(Stored data entries)

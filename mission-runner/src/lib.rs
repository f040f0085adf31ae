//! CI helper that drives an AI coding agent through a single mission.
//!
//! A run resolves the mission text, prepares the chosen agent CLI (Copilot or
//! Gemini), turns the sources config into MCP servers and prompt hints, and
//! invokes the agent with a primary model and an optional fallback model.
//!
//! - **[`core`]**: Pure, deterministic logic (source processing, prompt text).
//!   No I/O, fully testable in isolation.
//! - **[`io`]**: Side-effecting operations (filesystem, subprocesses, HTTP,
//!   workflow output). Isolated behind traits so tests can swap in fakes.
//! - **[`agents`]**: The agent CLI strategies built on top of [`io::process`].
//!
//! [`mission`] implements the primary/fallback policy and [`app`] wires the
//! whole run together.

pub mod agents;
pub mod app;
pub mod config;
pub mod core;
pub mod exit_codes;
pub mod io;
pub mod logging;
pub mod mission;
#[cfg(any(test, feature = "test-support"))]
pub mod test_support;
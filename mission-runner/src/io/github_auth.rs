//! Headless `gh` authentication.
//!
//! `gh auth login --with-token` validates token scopes, which fails for the
//! fine-grained tokens CI hands out. Writing `hosts.yml` directly skips that
//! check; the only network call is an optional lookup of the token's login.

use std::collections::BTreeMap;
use std::fs::{self, OpenOptions};
use std::io::Write;
use std::path::{Path, PathBuf};
use std::time::Duration;

use anyhow::{Context, Result, anyhow, bail};
use reqwest::blocking::Client;
use reqwest::header::{ACCEPT, AUTHORIZATION};
use serde::{Deserialize, Serialize};
use tracing::{debug, info, instrument, warn};

use crate::io::workflow;

/// Login recorded when the token's owner cannot be determined.
pub const DEFAULT_LOGIN: &str = "headless-agent";

const GITHUB_API_URL: &str = "https://api.github.com";
const GITHUB_HOST: &str = "github.com";

/// Resolves the account name behind a token.
pub trait IdentityLookup {
    fn login(&self, token: &str) -> Result<String>;
}

/// `GET /user` against the GitHub REST API.
#[derive(Debug, Clone)]
pub struct GithubApi {
    client: Client,
    base_url: String,
}

#[derive(Debug, Deserialize)]
struct GithubUser {
    login: String,
}

impl GithubApi {
    pub fn new() -> Result<Self> {
        Self::with_base_url(GITHUB_API_URL)
    }

    pub fn with_base_url(base_url: impl Into<String>) -> Result<Self> {
        let client = Client::builder()
            .user_agent(concat!("mission-runner/", env!("CARGO_PKG_VERSION")))
            .timeout(Duration::from_secs(15))
            .build()
            .context("build http client")?;
        Ok(Self {
            client,
            base_url: base_url.into().trim_end_matches('/').to_string(),
        })
    }
}

impl IdentityLookup for GithubApi {
    #[instrument(skip_all)]
    fn login(&self, token: &str) -> Result<String> {
        let url = format!("{}/user", self.base_url);
        let response = self
            .client
            .get(&url)
            .header(AUTHORIZATION, format!("token {token}"))
            .header(ACCEPT, "application/vnd.github+json")
            .send()
            .with_context(|| format!("GET {url}"))?;
        if !response.status().is_success() {
            bail!("GitHub user lookup failed: {}", response.status());
        }
        let user: GithubUser = response.json().context("decode GitHub user")?;
        Ok(user.login)
    }
}

#[derive(Debug, Serialize)]
struct HostEntry<'a> {
    user: &'a str,
    oauth_token: &'a str,
    git_protocol: &'a str,
}

/// Result of [`configure_gh_auth`].
#[derive(Debug, Clone, PartialEq, Eq)]
pub struct GhAuth {
    pub login: String,
    pub hosts_path: PathBuf,
}

/// Write `<home>/.config/gh/hosts.yml` for `token`.
///
/// The login comes from `lookup`; any lookup failure falls back to [`DEFAULT_LOGIN`].
/// Errors when the token is empty or the file cannot be written.
#[instrument(skip_all, fields(home = %home.display()))]
pub fn configure_gh_auth<L: IdentityLookup + ?Sized>(
    lookup: &L,
    token: &str,
    home: &Path,
) -> Result<GhAuth> {
    if token.is_empty() {
        return Err(anyhow!("GitHub token is not set"));
    }
    workflow::notice("Configuring gh auth manually to bypass scope validation...");

    let login = match lookup.login(token) {
        Ok(login) if !login.is_empty() => {
            workflow::notice(format!("Detected username: {login}"));
            login
        }
        Ok(_) => DEFAULT_LOGIN.to_string(),
        Err(e) => {
            warn!(err = %format!("{e:#}"), "login lookup failed, using default");
            DEFAULT_LOGIN.to_string()
        }
    };

    let hosts_path = home.join(".config").join("gh").join("hosts.yml");
    write_hosts_file(&hosts_path, &render_hosts(&login, token)?)?;

    info!(login = %login, "gh auth configured");
    workflow::notice("gh auth configured successfully.");
    Ok(GhAuth { login, hosts_path })
}

fn render_hosts(login: &str, token: &str) -> Result<String> {
    let hosts = BTreeMap::from([(
        GITHUB_HOST,
        HostEntry {
            user: login,
            oauth_token: token,
            git_protocol: "https",
        },
    )]);
    serde_yaml::to_string(&hosts).context("serialize gh hosts")
}

fn write_hosts_file(path: &Path, contents: &str) -> Result<()> {
    if let Some(parent) = path.parent() {
        fs::create_dir_all(parent)
            .with_context(|| format!("create gh config dir {}", parent.display()))?;
    }

    let mut options = OpenOptions::new();
    options.write(true).create(true).truncate(true);
    #[cfg(unix)]
    {
        use std::os::unix::fs::OpenOptionsExt;
        options.mode(0o600);
    }
    let mut file = options
        .open(path)
        .with_context(|| format!("open {}", path.display()))?;
    #[cfg(unix)]
    {
        use std::os::unix::fs::PermissionsExt;
        // `mode` only applies on create; tighten a pre-existing file as well.
        fs::set_permissions(path, fs::Permissions::from_mode(0o600))
            .with_context(|| format!("chmod {}", path.display()))?;
    }
    file.write_all(contents.as_bytes())
        .with_context(|| format!("write {}", path.display()))?;
    debug!(path = %path.display(), "wrote gh hosts file");
    Ok(())
}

§ **TRY IT**
Read through the data and copy every line where "workflow" shows up.

§ **WORKED SOLUTION**
//!   workflow output). Isolated behind traits so tests can swap in fakes.
use crate::io::workflow;
    workflow::notice("Configuring gh auth manually to bypass scope validation...");
            workflow::notice(format!("Detected username: {login}"));
    workflow::notice("gh auth configured successfully.");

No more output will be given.